Listed entries:
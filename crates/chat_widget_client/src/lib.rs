//! Chat widget client library (config, Answer Service wire types, HTTP client,
//! view model and controller). Used by the terminal widget and `chat-ask`.

pub mod client;
pub mod config;
pub mod messages;
pub mod view;
pub mod widget;

pub use client::{Answer, AnswerClient, AnswerService, ClientError, API_ERROR_FALLBACK};
pub use config::{default_config_path, ApiSection, Config, ConfigError, DEFAULT_API_URL};
pub use view::{ChatPanel, ChatView, Message, MessageId, Sender};
pub use widget::{ChatWidget, WidgetState, ERROR_PREFIX, LOADING_TEXT};
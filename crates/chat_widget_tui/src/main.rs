//! chat-widget: interactive terminal chat against the Answer Service.

use anyhow::{Context, Result};
use chat_widget_client::config;
use std::sync::Mutex;

/// Send logs to `~/.chat-widget/chat-widget.log`; stderr belongs to the screen.
fn init_logging() {
    let Some(dir) = config::config_dir() else {
        return;
    };
    if std::fs::create_dir_all(&dir).is_err() {
        return;
    }
    let file = match std::fs::OpenOptions::new()
        .create(true)
        .append(true)
        .open(dir.join("chat-widget.log"))
    {
        Ok(f) => f,
        Err(_) => return,
    };
    tracing_subscriber::fmt()
        .with_writer(Mutex::new(file))
        .with_ansi(false)
        .init();
}

#[tokio::main]
async fn main() -> Result<()> {
    let args: Vec<String> = std::env::args().collect();
    let config_path = config::resolve_config_path(&args)?;
    let cfg = config::load_or_default(&config_path)
        .with_context(|| format!("failed to load config from {}", config_path.display()))?;

    init_logging();
    tracing::info!(url = cfg.api_url(), "starting chat widget");

    chat_widget_tui::run(&cfg).await
}
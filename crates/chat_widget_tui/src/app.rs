use chat_widget_client::{Answer, AnswerClient, ChatPanel, ChatView, ChatWidget, ClientError};
use ratatui::layout::Rect;
use tokio::sync::mpsc::UnboundedSender;

use crate::tui::AppEvent;

/// Which element has keyboard focus.
#[derive(Debug, Clone, Copy, PartialEq, Eq)]
pub enum Focus {
    Input,
    SendButton,
}

pub struct App {
    pub widget: ChatWidget<ChatPanel>,
    pub client: AnswerClient,
    pub should_quit: bool,
    /// Send button position from the last draw, for mouse hit-testing.
    pub send_button_area: Option<Rect>,
    /// Inner height of the message list from the last draw.
    pub chat_height: u16,
}

impl App {
    pub fn new(client: AnswerClient) -> Self {
        Self {
            widget: ChatWidget::new(ChatPanel::new()),
            client,
            should_quit: false,
            send_button_area: None,
            chat_height: 0,
        }
    }

    pub fn panel(&self) -> &ChatPanel {
        self.widget.view()
    }

    pub fn panel_mut(&mut self) -> &mut ChatPanel {
        self.widget.view_mut()
    }

    pub fn focus(&self) -> Focus {
        if self.panel().input_focused() {
            Focus::Input
        } else {
            Focus::SendButton
        }
    }

    pub fn toggle_focus(&mut self) {
        match self.focus() {
            Focus::Input => self.panel_mut().blur_input(),
            Focus::SendButton => self.panel_mut().focus_input(),
        }
    }

    /// Start a submit. The request runs on its own task and its outcome comes
    /// back through `tx` as [`AppEvent::Answer`]. Returns false when nothing
    /// was sent (blank input or a request already in flight).
    pub fn submit(&mut self, tx: &UnboundedSender<AppEvent>) -> bool {
        let Some(question) = self.widget.begin() else {
            return false;
        };
        let client = self.client.clone();
        let tx = tx.clone();
        tokio::spawn(async move {
            let outcome = client.ask(&question).await;
            // The receiver is gone only when the app is shutting down.
            let _ = tx.send(AppEvent::Answer(outcome));
        });
        true
    }

    pub fn settle(&mut self, outcome: Result<Answer, ClientError>) {
        self.widget.settle(outcome);
    }

    /// Rows moved by PageUp/PageDown: one screen of the message list.
    pub fn page_size(&self) -> u16 {
        self.chat_height.max(1)
    }

    /// Whether `(column, row)` falls on the send button.
    pub fn hits_send_button(&self, column: u16, row: u16) -> bool {
        self.send_button_area.is_some_and(|r| {
            column >= r.x && column < r.x + r.width && row >= r.y && row < r.y + r.height
        })
    }
}
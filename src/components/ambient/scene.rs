//! Scene state: the particle pools and per-frame composition.
//!
//! One [`Scene::frame`] call is one complete repaint: backdrop gradient,
//! then every smoke plume (update + draw), then every firefly, so the
//! fireflies sit visually above the smoke. The pools are built once and
//! their members recycle in place; the collections themselves never grow or
//! shrink.

use super::particles::{Firefly, Particle, SmokePlume};
use super::rng::RngSource;
use super::surface::Surface;
use super::theme::{BackdropStyle, Theme};

/// Paint the full-surface radial gradient. Runs first every frame; nothing
/// from the previous frame survives it.
pub fn paint_backdrop<S: Surface>(surface: &mut S, style: &BackdropStyle) {
	let (width, height) = (surface.width(), surface.height());
	surface.fill_radial(
		width / 2.0,
		height / 2.0,
		style.inner_radius,
		width,
		style.inner,
		style.outer,
	);
}

/// The two particle pools plus the surface dimensions they spawn into.
pub struct Scene {
	plumes: Vec<SmokePlume>,
	fireflies: Vec<Firefly>,
	width: f64,
	height: f64,
}

impl Scene {
	/// Build both pools at their fixed sizes. Every member spawns with its
	/// own randomized lifespan and velocity, so fade cycles stagger instead
	/// of pulsing together.
	pub fn new(theme: &Theme, width: f64, height: f64, rng: &mut dyn RngSource) -> Self {
		let mut plumes = Vec::with_capacity(theme.smoke.count);
		for _ in 0..theme.smoke.count {
			plumes.push(SmokePlume::new(theme, width, height, rng));
		}

		let mut fireflies = Vec::with_capacity(theme.fireflies.count);
		for _ in 0..theme.fireflies.count {
			fireflies.push(Firefly::new(theme, width, height, rng));
		}

		Self {
			plumes,
			fireflies,
			width,
			height,
		}
	}

	/// Run one frame: sync dimensions from the surface, repaint the
	/// backdrop, then update and draw every particle. Smoke first, so the
	/// fireflies composite on top.
	pub fn frame<S: Surface>(&mut self, surface: &mut S, theme: &Theme, rng: &mut dyn RngSource) {
		self.width = surface.width();
		self.height = surface.height();

		paint_backdrop(surface, &theme.backdrop);

		for plume in &mut self.plumes {
			plume.update(theme, self.width, self.height, rng);
			plume.draw(surface, theme);
		}
		for fly in &mut self.fireflies {
			fly.update(theme, self.width, self.height, rng);
			fly.draw(surface, theme);
		}
	}
}

#[cfg(test)]
mod tests {
	use super::*;
	use crate::components::ambient::rng::testing::CycleRng;
	use crate::components::ambient::theme::Color;

	#[derive(Debug, PartialEq)]
	enum Call {
		Radial {
			cx: f64,
			cy: f64,
			inner_radius: f64,
			outer_radius: f64,
		},
		Disc,
		Sprite,
	}

	struct RecordingSurface {
		width: f64,
		height: f64,
		ready: bool,
		calls: Vec<Call>,
	}

	impl RecordingSurface {
		fn new(width: f64, height: f64, ready: bool) -> Self {
			Self {
				width,
				height,
				ready,
				calls: Vec::new(),
			}
		}
	}

	impl Surface for RecordingSurface {
		fn width(&self) -> f64 {
			self.width
		}

		fn height(&self) -> f64 {
			self.height
		}

		fn fill_radial(
			&mut self,
			cx: f64,
			cy: f64,
			inner_radius: f64,
			outer_radius: f64,
			_inner: Color,
			_outer: Color,
		) {
			self.calls.push(Call::Radial {
				cx,
				cy,
				inner_radius,
				outer_radius,
			});
		}

		fn glow_disc(&mut self, _x: f64, _y: f64, _radius: f64, _color: Color, _blur: f64) {
			self.calls.push(Call::Disc);
		}

		fn sprite_ready(&self) -> bool {
			self.ready
		}

		fn draw_sprite(
			&mut self,
			_x: f64,
			_y: f64,
			_size: f64,
			_rotation: f64,
			_alpha: f64,
			_hue_deg: f64,
		) {
			self.calls.push(Call::Sprite);
		}
	}

	#[test]
	fn backdrop_gradient_follows_surface_geometry() {
		let theme = Theme::default();
		let mut surface = RecordingSurface::new(800.0, 600.0, true);
		paint_backdrop(&mut surface, &theme.backdrop);

		assert_eq!(
			surface.calls,
			vec![Call::Radial {
				cx: 400.0,
				cy: 300.0,
				inner_radius: 20.0,
				outer_radius: 800.0,
			}]
		);
	}

	#[test]
	fn smoke_draws_before_fireflies() {
		let theme = Theme::default();
		let mut rng = CycleRng::constant(0.5);
		let mut scene = Scene::new(&theme, 800.0, 600.0, &mut rng);
		let mut surface = RecordingSurface::new(800.0, 600.0, true);

		scene.frame(&mut surface, &theme, &mut rng);

		let smoke = theme.smoke.count;
		let fireflies = theme.fireflies.count;
		assert_eq!(surface.calls.len(), 1 + smoke + fireflies);
		assert!(matches!(surface.calls[0], Call::Radial { .. }));
		assert!(
			surface.calls[1..=smoke]
				.iter()
				.all(|call| *call == Call::Sprite)
		);
		assert!(
			surface.calls[smoke + 1..]
				.iter()
				.all(|call| *call == Call::Disc)
		);
	}

	#[test]
	fn unloaded_sprite_draws_no_smoke() {
		let theme = Theme::default();
		let mut rng = CycleRng::constant(0.5);
		let mut scene = Scene::new(&theme, 800.0, 600.0, &mut rng);
		let mut surface = RecordingSurface::new(800.0, 600.0, false);

		scene.frame(&mut surface, &theme, &mut rng);

		assert!(surface.calls.iter().all(|call| *call != Call::Sprite));
		let discs = surface
			.calls
			.iter()
			.filter(|call| **call == Call::Disc)
			.count();
		assert_eq!(discs, theme.fireflies.count);
	}

	#[test]
	fn one_plume_issues_nothing_until_ready() {
		let theme = Theme::default();
		let mut rng = CycleRng::constant(0.5);
		let plume = SmokePlume::new(&theme, 800.0, 600.0, &mut rng);

		let mut surface = RecordingSurface::new(800.0, 600.0, false);
		plume.draw(&mut surface, &theme);
		assert!(surface.calls.is_empty());

		surface.ready = true;
		plume.draw(&mut surface, &theme);
		assert_eq!(surface.calls, vec![Call::Sprite]);
	}

	#[test]
	fn pool_sizes_never_change() {
		let theme = Theme::default();
		let mut rng = CycleRng::constant(0.5);
		let mut scene = Scene::new(&theme, 800.0, 600.0, &mut rng);

		for _ in 0..50 {
			let mut surface = RecordingSurface::new(800.0, 600.0, true);
			scene.frame(&mut surface, &theme, &mut rng);
		}

		assert_eq!(scene.plumes.len(), theme.smoke.count);
		assert_eq!(scene.fireflies.len(), theme.fireflies.count);
	}

	#[test]
	fn frame_reads_dimensions_from_the_surface() {
		let theme = Theme::default();
		let mut rng = CycleRng::constant(0.5);
		let mut scene = Scene::new(&theme, 800.0, 600.0, &mut rng);

		let mut surface = RecordingSurface::new(800.0, 600.0, true);
		scene.frame(&mut surface, &theme, &mut rng);

		// A resize between frames shows up in the next backdrop.
		let mut resized = RecordingSurface::new(1024.0, 768.0, true);
		scene.frame(&mut resized, &theme, &mut rng);
		assert_eq!(
			resized.calls[0],
			Call::Radial {
				cx: 512.0,
				cy: 384.0,
				inner_radius: 20.0,
				outer_radius: 1024.0,
			}
		);
	}
}
//! Page-embedded configuration for the ambient scene.

use serde::Deserialize;

/// Optional host-page configuration, embedded as JSON in a script element.
///
/// Everything here has a built-in default; an absent or invalid config is
/// replaced by defaults without failing.
#[derive(Clone, Debug, Default, Deserialize)]
pub struct SceneConfig {
	/// URL of the smoke sprite texture.
	pub smoke_texture: Option<String>,
}
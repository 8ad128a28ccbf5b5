//! Ambient firefly-and-smoke background animation.
//!
//! Repaints a full-viewport canvas every frame with:
//! - a near-black radial-gradient backdrop,
//! - 180 large, slowly rotating translucent smoke plumes rising from below,
//! - 80 small glowing fireflies drifting above the smoke.
//!
//! Each particle runs its own spawn → fade-in → steady → fade-out → respawn
//! cycle, so the scene never settles or repeats. Drawing and randomness are
//! both injected ([`Surface`], [`RngSource`]), which keeps the scene logic
//! testable without a browser.
//!
//! # Example
//!
//! ```ignore
//! use nightveil::AmbientCanvas;
//!
//! view! { <AmbientCanvas /> }
//! ```

mod component;
mod particles;
mod rng;
mod scene;
mod surface;
pub mod theme;
mod types;

pub use component::AmbientCanvas;
pub use particles::{Firefly, Particle, SmokePlume};
pub use rng::{JsRng, RngSource};
pub use scene::{Scene, paint_backdrop};
pub use surface::{CanvasSurface, Surface};
pub use theme::Theme;
pub use types::SceneConfig;
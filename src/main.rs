//! Client entrypoint for the CSR build.

// Bin target reuses lib deps, silence noisy lint.
#![allow(unused_crate_dependencies)]

use leptos::prelude::*;
use nightveil::{App, init_logging};

fn main() {
	init_logging();

	mount_to_body(|| {
		view! { <App /> }
	})
}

Task requirements:
Your answer should be the exact lines above from the one with "assert_eq!(scene.plumes.len(), theme.smoke.count);" through the one with "Repaints a full-viewport", both included, and nothing besides.

Your solution:
		assert_eq!(scene.plumes.len(), theme.smoke.count);
		assert_eq!(scene.fireflies.len(), theme.fireflies.count);
	}

	#[test]
	fn frame_reads_dimensions_from_the_surface() {
		let theme = Theme::default();
		let mut rng = CycleRng::constant(0.5);
		let mut scene = Scene::new(&theme, 800.0, 600.0, &mut rng);

		let mut surface = RecordingSurface::new(800.0, 600.0, true);
		scene.frame(&mut surface, &theme, &mut rng);

		// A resize between frames shows up in the next backdrop.
		let mut resized = RecordingSurface::new(1024.0, 768.0, true);
		scene.frame(&mut resized, &theme, &mut rng);
		assert_eq!(
			resized.calls[0],
			Call::Radial {
				cx: 512.0,
				cy: 384.0,
				inner_radius: 20.0,
				outer_radius: 1024.0,
			}
		);
	}
}
//! Page-embedded configuration for the ambient scene.

use serde::Deserialize;

/// Optional host-page configuration, embedded as JSON in a script element.
///
/// Everything here has a built-in default; an absent or invalid config is
/// replaced by defaults without failing.
#[derive(Clone, Debug, Default, Deserialize)]
pub struct SceneConfig {
	/// URL of the smoke sprite texture.
	pub smoke_texture: Option<String>,
}
repository 8ad128a28ccbf5b5
//! Ambient firefly-and-smoke background animation.
//!
//! Repaints a full-viewport canvas every frame with:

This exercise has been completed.